Photoactivatable fluorescent proteins (PAFPs) is a type of fluorescent protein that exhibit fluorescence that can be modified by a light-induced chemical reaction.

== History ==

The first PAFP, Kaede (protein), was isolated from Trachyphyllia geoffroyi in a cDNA library screen designed to identify new fluorescent proteins. A fluorescent green protein derived from this screen was serendipitously discovered to have sensitivity to ultraviolet light--

We happened to leave one of the protein aliquots on the laboratory bench overnight. The next day, we found that the protein sample on the bench had turned red, whereas the others that were kept in a paper box remained green. Although the sky had been partly cloudy, the red sample had been exposed to sunlight through the south-facing windows.

== Properties ==

Many PAFPs have been engineered from existing fluorescent proteins or identified from large-scale screens in the wake of Kaede's discovery. Many of these undergo green-to-red photoconversion, but other colors are available.
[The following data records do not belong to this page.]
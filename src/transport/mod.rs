//! Socket and standard-stream transports
//!
//! Both transports feed raw reads through a per-connection [`LineFramer`] and
//! hand every complete line to the shared [`Dispatcher`]. Each line is
//! dispatched on its own task, so a slow handler never holds back later lines
//! from the same read; callers correlate responses by `id`, not by order.

mod connection;
mod errors;
mod registry;
mod socket;
mod stdio;

use std::sync::Arc;

use tokio::{
    io::{AsyncRead, AsyncReadExt},
    sync::watch,
    task::JoinSet,
};
use tracing::{debug, warn};

use crate::mcp::{dispatcher::Dispatcher, framer::LineFramer};

pub use self::connection::{Connection, ConnectionId, StreamConnection};
pub use self::errors::TransportError;
pub use self::registry::ConnectionRegistry;
pub use self::socket::{SocketServerHandle, SocketTransport};
pub use self::stdio::{serve_stdio, serve_stdio_streams};

const READ_CHUNK_BYTES: usize = 8 * 1024;

/// Why a connection's read loop stopped.
#[derive(Debug, Clone, Copy, PartialEq, Eq)]
pub(crate) enum ReadLoopExit {
    EndOfInput,
    Closed,
}

/// Reads `reader` until end of input, a read error, or the connection being
/// closed. On end of input, responses still being computed are written before
/// returning; on close they are abandoned.
pub(crate) async fn serve_lines<R>(
    mut reader: R,
    connection: Arc<dyn Connection>,
    dispatcher: Dispatcher,
) -> Result<ReadLoopExit, TransportError>
where
    R: AsyncRead + Unpin,
{
    let mut framer = LineFramer::new();
    let mut in_flight = JoinSet::new();
    let mut chunk = vec![0_u8; READ_CHUNK_BYTES];
    let closed = wait_closed(connection.closed());
    tokio::pin!(closed);

    loop {
        tokio::select! {
            () = &mut closed => return Ok(ReadLoopExit::Closed),
            Some(_) = in_flight.join_next(), if !in_flight.is_empty() => {}
            read = reader.read(&mut chunk) => {
                let bytes_read = read.map_err(|source| TransportError::Io {
                    id: connection.id(),
                    source,
                })?;
                if bytes_read == 0 {
                    break;
                }

                for line in framer.push(&chunk[..bytes_read]) {
                    in_flight.spawn(respond(dispatcher.clone(), Arc::clone(&connection), line));
                }
            }
        }
    }

    if !framer.remainder().is_empty() {
        debug!(
            connection = connection.id(),
            bytes = framer.remainder().len(),
            "discarding unterminated input"
        );
    }

    loop {
        tokio::select! {
            () = &mut closed => return Ok(ReadLoopExit::Closed),
            next = in_flight.join_next() => {
                if next.is_none() {
                    return Ok(ReadLoopExit::EndOfInput);
                }
            }
        }
    }
}

async fn respond(dispatcher: Dispatcher, connection: Arc<dyn Connection>, line: Vec<u8>) {
    let Some(response) = dispatcher.dispatch(&line).await else {
        return;
    };

    if let Err(error) = connection.write_line(&response).await {
        warn!(
            connection = connection.id(),
            peer = %connection.peer(),
            error = %error,
            "failed to write response"
        );
    }
}

async fn wait_closed(mut closed: watch::Receiver<bool>) {
    while !*closed.borrow_and_update() {
        if closed.changed().await.is_err() {
            return;
        }
    }
}
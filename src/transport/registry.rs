//! Live connection tracking for the socket transport.

use std::{
    collections::HashMap,
    sync::{Arc, Mutex, MutexGuard, PoisonError},
};

use super::{Connection, ConnectionId};

/// Set of open connections keyed by id, used to force-close them on shutdown.
#[derive(Default)]
pub struct ConnectionRegistry {
    connections: Mutex<HashMap<ConnectionId, Arc<dyn Connection>>>,
}

impl ConnectionRegistry {
    pub fn new() -> Self {
        Self::default()
    }

    /// Returns `false` if a connection with the same id is already tracked.
    pub fn add(&self, connection: Arc<dyn Connection>) -> bool {
        let mut connections = self.lock();
        if connections.contains_key(&connection.id()) {
            return false;
        }
        connections.insert(connection.id(), connection);
        true
    }

    pub fn remove(&self, id: ConnectionId) -> bool {
        self.lock().remove(&id).is_some()
    }

    /// Closes every tracked connection and empties the registry. Returns how
    /// many connections were closed.
    pub fn close_all(&self) -> usize {
        let drained = self.lock().drain().map(|(_, connection)| connection).collect::<Vec<_>>();
        for connection in &drained {
            connection.close();
        }
        drained.len()
    }

    pub fn len(&self) -> usize {
        self.lock().len()
    }

    pub fn is_empty(&self) -> bool {
        self.len() == 0
    }

    pub fn contains(&self, id: ConnectionId) -> bool {
        self.lock().contains_key(&id)
    }

    fn lock(&self) -> MutexGuard<'_, HashMap<ConnectionId, Arc<dyn Connection>>> {
        self.connections.lock().unwrap_or_else(PoisonError::into_inner)
    }
}
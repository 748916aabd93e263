//! TCP listener transport.

use std::{
    net::SocketAddr,
    sync::{
        atomic::{AtomicU64, Ordering},
        Arc,
    },
    time::Duration,
};

use tokio::{
    net::{TcpListener, TcpStream},
    sync::watch,
    task::JoinHandle,
};
use tracing::{info, warn};

use super::{serve_lines, Connection, ConnectionRegistry, StreamConnection, TransportError};
use crate::mcp::dispatcher::Dispatcher;

const ERROR_BACKOFF: Duration = Duration::from_millis(150);

/// A bound, not yet accepting, TCP listener.
pub struct SocketTransport {
    listener: TcpListener,
    local_addr: SocketAddr,
    registry: Arc<ConnectionRegistry>,
}

impl SocketTransport {
    pub async fn bind(addr: SocketAddr) -> Result<Self, TransportError> {
        let listener = TcpListener::bind(addr)
            .await
            .map_err(|source| TransportError::Bind { addr, source })?;
        let local_addr = listener
            .local_addr()
            .map_err(|source| TransportError::LocalAddr { source })?;

        Ok(Self {
            listener,
            local_addr,
            registry: Arc::new(ConnectionRegistry::new()),
        })
    }

    pub fn local_addr(&self) -> SocketAddr {
        self.local_addr
    }

    /// Spawns the accept loop. Every accepted connection gets its own framer
    /// and read task.
    pub fn start(self, dispatcher: Dispatcher) -> SocketServerHandle {
        let (shutdown, shutdown_rx) = watch::channel(false);
        let registry = Arc::clone(&self.registry);
        let local_addr = self.local_addr;

        info!(addr = %local_addr, "socket transport listening");
        let accept_task = tokio::spawn(run_accept_loop(
            self.listener,
            Arc::clone(&registry),
            dispatcher,
            shutdown_rx,
        ));

        SocketServerHandle {
            shutdown,
            accept_task,
            registry,
            local_addr,
        }
    }
}

/// Handle to a running socket transport. Dropping it stops the accept loop but
/// leaves open connections alone; call [`SocketServerHandle::shutdown`] to
/// close them as well.
pub struct SocketServerHandle {
    shutdown: watch::Sender<bool>,
    accept_task: JoinHandle<()>,
    registry: Arc<ConnectionRegistry>,
    local_addr: SocketAddr,
}

impl SocketServerHandle {
    pub fn local_addr(&self) -> SocketAddr {
        self.local_addr
    }

    pub fn registry(&self) -> &Arc<ConnectionRegistry> {
        &self.registry
    }

    /// Stops accepting, waits for the listener to be released, then force
    /// closes every registered connection.
    pub async fn shutdown(self) -> Result<(), TransportError> {
        self.shutdown.send_replace(true);
        self.accept_task
            .await
            .map_err(|_| TransportError::ListenerPanic)?;

        let closed = self.registry.close_all();
        info!(
            addr = %self.local_addr,
            closed_connections = closed,
            "socket transport stopped"
        );
        Ok(())
    }
}

async fn run_accept_loop(
    listener: TcpListener,
    registry: Arc<ConnectionRegistry>,
    dispatcher: Dispatcher,
    mut shutdown: watch::Receiver<bool>,
) {
    let next_id = AtomicU64::new(1);
    loop {
        tokio::select! {
            _ = shutdown.changed() => break,
            accepted = listener.accept() => match accepted {
                Ok((stream, peer)) => {
                    let id = next_id.fetch_add(1, Ordering::Relaxed);
                    spawn_connection(stream, peer, id, Arc::clone(&registry), dispatcher.clone());
                }
                Err(error) => {
                    warn!(error = %error, "socket accept error");
                    tokio::time::sleep(ERROR_BACKOFF).await;
                }
            },
        }
    }
}

fn spawn_connection(
    stream: TcpStream,
    peer: SocketAddr,
    id: u64,
    registry: Arc<ConnectionRegistry>,
    dispatcher: Dispatcher,
) {
    let (reader, writer) = stream.into_split();
    let connection: Arc<dyn Connection> =
        Arc::new(StreamConnection::new(id, peer.to_string(), writer));
    registry.add(Arc::clone(&connection));
    info!(connection = id, peer = %peer, "connection accepted");

    tokio::spawn(async move {
        let outcome = serve_lines(reader, Arc::clone(&connection), dispatcher).await;
        registry.remove(id);
        match outcome {
            Ok(exit) => info!(connection = id, peer = %peer, reason = ?exit, "connection closed"),
            Err(error) => warn!(
                connection = id,
                peer = %peer,
                error = %error,
                "connection dropped after transport error"
            ),
        }
    });
}

#[cfg(test)]
mod tests {
    use async_trait::async_trait;
    use serde_json::{json, Value};
    use tokio::{
        io::{AsyncBufReadExt, AsyncReadExt, AsyncWriteExt, BufReader},
        time::timeout,
    };

    use super::*;
    use crate::mcp::{
        dispatcher::RpcHandler,
        rpc::{Response, RpcError, PARSE_ERROR},
    };

    const WAIT: Duration = Duration::from_secs(5);

    struct SleepyEcho;

    #[async_trait]
    impl RpcHandler for SleepyEcho {
        async fn handle(&self, method: &str, params: Option<Value>) -> Result<Value, RpcError> {
            if method == "slow" {
                tokio::time::sleep(Duration::from_millis(200)).await;
            }
            Ok(params.unwrap_or(Value::Null))
        }
    }

    async fn start_server() -> SocketServerHandle {
        let addr = "127.0.0.1:0".parse().expect("valid addr");
        let transport = SocketTransport::bind(addr).await.expect("bind listener");
        transport.start(Dispatcher::new(Arc::new(SleepyEcho)))
    }

    async fn read_response(reader: &mut BufReader<TcpStream>) -> Response {
        let mut line = String::new();
        timeout(WAIT, reader.read_line(&mut line))
            .await
            .expect("response within timeout")
            .expect("read response");
        serde_json::from_str(line.trim_end()).expect("valid response line")
    }

    async fn wait_for_connections(handle: &SocketServerHandle, expected: usize) {
        timeout(WAIT, async {
            while handle.registry().len() != expected {
                tokio::time::sleep(Duration::from_millis(10)).await;
            }
        })
        .await
        .expect("registry should reach expected size");
    }

    #[tokio::test]
    async fn answers_requests_split_across_writes() {
        let handle = start_server().await;
        let stream = TcpStream::connect(handle.local_addr()).await.expect("connect");
        let mut reader = BufReader::new(stream);

        let request = br#"{"jsonrpc":"2.0","id":42,"method":"echo","params":{"note":"split"}}"#;
        let (head, tail) = request.split_at(17);
        reader.get_mut().write_all(head).await.expect("write head");
        reader.get_mut().flush().await.expect("flush");
        tokio::time::sleep(Duration::from_millis(20)).await;
        reader.get_mut().write_all(tail).await.expect("write tail");
        reader.get_mut().write_all(b"\n{not json\n").await.expect("write rest");

        let first = read_response(&mut reader).await;
        let second = read_response(&mut reader).await;
        let (echo, parse_failure) = if first.id == json!(42) {
            (first, second)
        } else {
            (second, first)
        };

        assert_eq!(echo.result(), Some(&json!({"note": "split"})));
        assert_eq!(parse_failure.id, Value::Null);
        assert_eq!(
            parse_failure.error().map(|error| error.code),
            Some(PARSE_ERROR)
        );

        handle.shutdown().await.expect("shutdown");
    }

    #[tokio::test]
    async fn slow_request_does_not_block_later_lines() {
        let handle = start_server().await;
        let stream = TcpStream::connect(handle.local_addr()).await.expect("connect");
        let mut reader = BufReader::new(stream);

        reader
            .get_mut()
            .write_all(
                b"{\"jsonrpc\":\"2.0\",\"id\":1,\"method\":\"slow\"}\n{\"jsonrpc\":\"2.0\",\"id\":2,\"method\":\"fast\"}\n",
            )
            .await
            .expect("write batch of lines");

        let first = read_response(&mut reader).await;
        let second = read_response(&mut reader).await;
        assert_eq!(first.id, json!(2));
        assert_eq!(second.id, json!(1));

        handle.shutdown().await.expect("shutdown");
    }

    #[tokio::test]
    async fn disconnect_removes_connection_from_registry() {
        let handle = start_server().await;
        let stream = TcpStream::connect(handle.local_addr()).await.expect("connect");
        wait_for_connections(&handle, 1).await;

        drop(stream);

        wait_for_connections(&handle, 0).await;
        handle.shutdown().await.expect("shutdown");
    }

    #[tokio::test]
    async fn shutdown_closes_connections_and_stops_accepting() {
        let handle = start_server().await;
        let addr = handle.local_addr();
        let mut first = TcpStream::connect(addr).await.expect("connect first");
        let mut second = TcpStream::connect(addr).await.expect("connect second");
        wait_for_connections(&handle, 2).await;

        let registry = Arc::clone(handle.registry());
        handle.shutdown().await.expect("shutdown");

        assert!(registry.is_empty());
        for stream in [&mut first, &mut second] {
            let mut buf = [0_u8; 16];
            let read = timeout(WAIT, stream.read(&mut buf))
                .await
                .expect("peer should observe close");
            assert!(matches!(read, Ok(0) | Err(_)));
        }
        assert!(TcpStream::connect(addr).await.is_err());
    }
}
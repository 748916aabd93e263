//! Error types for transport operations.

use std::io;
use std::net::SocketAddr;

use thiserror::Error;

use super::ConnectionId;

/// Connection-level faults. They end the affected connection only.
#[derive(Debug, Error)]
pub enum TransportError {
    #[error("failed to bind TCP listener at {addr}: {source}")]
    Bind {
        addr: SocketAddr,
        #[source]
        source: io::Error,
    },
    #[error("failed to read listener address: {source}")]
    LocalAddr {
        #[source]
        source: io::Error,
    },
    #[error("connection {id} is closed")]
    Closed { id: ConnectionId },
    #[error("i/o failure on connection {id}: {source}")]
    Io {
        id: ConnectionId,
        #[source]
        source: io::Error,
    },
    #[error("listener task panicked")]
    ListenerPanic,
}
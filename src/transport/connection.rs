//! Connection abstraction shared by both transports.

use async_trait::async_trait;
use tokio::{
    io::{AsyncWrite, AsyncWriteExt},
    sync::{watch, Mutex},
};

use super::TransportError;

pub type ConnectionId = u64;

/// One transport-level channel that response lines are written to.
#[async_trait]
pub trait Connection: Send + Sync {
    fn id(&self) -> ConnectionId;

    fn peer(&self) -> &str;

    /// Writes `line` followed by a newline. Fails once the connection is closed.
    async fn write_line(&self, line: &str) -> Result<(), TransportError>;

    /// Marks the connection closed and wakes its reader. Idempotent.
    fn close(&self);

    fn is_closed(&self) -> bool;

    /// Yields `true` once [`Connection::close`] has been called.
    fn closed(&self) -> watch::Receiver<bool>;
}

/// [`Connection`] over any async byte sink.
pub struct StreamConnection<W> {
    id: ConnectionId,
    peer: String,
    writer: Mutex<W>,
    closed: watch::Sender<bool>,
}

impl<W> StreamConnection<W> {
    pub fn new(id: ConnectionId, peer: impl Into<String>, writer: W) -> Self {
        let (closed, _) = watch::channel(false);
        Self {
            id,
            peer: peer.into(),
            writer: Mutex::new(writer),
            closed,
        }
    }
}

#[async_trait]
impl<W> Connection for StreamConnection<W>
where
    W: AsyncWrite + Unpin + Send + 'static,
{
    fn id(&self) -> ConnectionId {
        self.id
    }

    fn peer(&self) -> &str {
        &self.peer
    }

    async fn write_line(&self, line: &str) -> Result<(), TransportError> {
        if self.is_closed() {
            return Err(TransportError::Closed { id: self.id });
        }

        let mut writer = self.writer.lock().await;
        let io_error = |source| TransportError::Io {
            id: self.id,
            source,
        };
        writer.write_all(line.as_bytes()).await.map_err(io_error)?;
        writer.write_all(b"\n").await.map_err(io_error)?;
        writer.flush().await.map_err(io_error)
    }

    fn close(&self) {
        self.closed.send_replace(true);
    }

    fn is_closed(&self) -> bool {
        *self.closed.borrow()
    }

    fn closed(&self) -> watch::Receiver<bool> {
        self.closed.subscribe()
    }
}
//! Model Context Protocol static resource providers
//!
//! Exposes recent observations and cache health as JSON documents under `resource://` URIs.

use serde::Deserialize;
use serde_json::{json, Value};

use crate::domain::{tools::cached_search, utils::DEFAULT_SEARCH_LIMIT};
use crate::mcp::rpc::RpcError;
use crate::{errors::AppError, store::ObservationQuery, AppState};

pub const RECENT_OBSERVATIONS_URI: &str = "resource://observations/recent";
pub const CACHE_STATS_URI: &str = "resource://cache/stats";

#[derive(Debug, Deserialize)]
pub struct ReadResourceParams {
    pub uri: String,
}

pub fn build_resources_list() -> Vec<Value> {
    vec![
        json!({
            "uri": RECENT_OBSERVATIONS_URI,
            "name": "Recent Observations",
            "description": "The most recently recorded observations, newest first",
            "mimeType": "application/json",
        }),
        json!({
            "uri": CACHE_STATS_URI,
            "name": "Query Cache Statistics",
            "description": "Size, capacity and hit rate of the query cache",
            "mimeType": "application/json",
        }),
    ]
}

pub async fn handle_resources_read(
    state: &AppState,
    params: Option<Value>,
) -> Result<Value, RpcError> {
    let Some(raw_params) = params else {
        return Err(RpcError::invalid_params());
    };

    let resource_read: ReadResourceParams =
        serde_json::from_value(raw_params).map_err(|_| RpcError::invalid_params())?;

    let document = match resource_read.uri.as_str() {
        RECENT_OBSERVATIONS_URI => {
            let query = ObservationQuery {
                text: None,
                session_id: None,
                kind: None,
                limit: DEFAULT_SEARCH_LIMIT,
            };
            let observations = cached_search(state, &query).await?;
            json!({ "observations": observations })
        }
        CACHE_STATS_URI => json!({ "cache": state.cache.stats() }),
        _ => {
            return Err(AppError::not_found(
                "resource_not_found",
                format!("unknown resource uri {}", resource_read.uri),
            )
            .into())
        }
    };

    Ok(json!({
        "contents": [{
            "uri": resource_read.uri,
            "mimeType": "application/json",
            "text": document.to_string(),
        }]
    }))
}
Some proteins take part in irreversible photoconversion reactions while other reactions can be reversed using light of a specific wavelength.

== List of PAFPs ==

PAFP Properties
| PAFP | Absorbance_{1} (nm) | Emission_{1} (nm) | Absorbance_{2} (nm) | Emission_{2} (nm) | Photoconversion wavelength | Reversibility | Brightness_{1}* | Brightness_{2}* | Reference |
| Kaede (protein) | 508 | 518 | 572 | 580 | ultraviolet | none | 2.64X | 0.60X |  |
| Eos (protein) | 506 | 516 | 571 | 581 | ultraviolet | none | 1.30X | 0.70X |  |
| IrisFP | 488 | 516 | 551 | 580 | ultraviolet | none | 0.66X | 0.49X |  |
| IrisFP | 488 | 516 | 390 | ? | 490 nm | reversible, 390 nm | ? | ? | idem |
| IrisFP | 551 | 580 | 440 | ? | 550 nm | reversible, 440 nm | ? | ? | idem |
| KikGR/Kikume | 507 | 517 | 583 | 593 | ultraviolet | none | 0.60X | 0.64X |  |
| Dronpa | 503 | 518 | 390 | ? | 490 nm | reversible, 390 nm | ? | ? |  |
| PAGFP | 400 | ? | 504 | 517 | ultraviolet | none | 0.08X | 0.42X |  |
| PS-CFP | 402 | 468 | 490 | 511 | ultraviolet | none | 0.17X | 0.16X |  |
| KFP1 | ? | ? | 590 | 600 | green | variable | 0.004X | 0.13X |
*Brightness values are relative to EGFP.

== Applications ==

Unlike other fluorescent proteins, PAFPs can be used as selective optical markers. An entirely labeled cell can be followed to assess cell division, migration, and morphology. Very small volumes containing PAFPs can be activated with a laser. In these cases, protein trafficking, diffusion, and turnover can be assessed.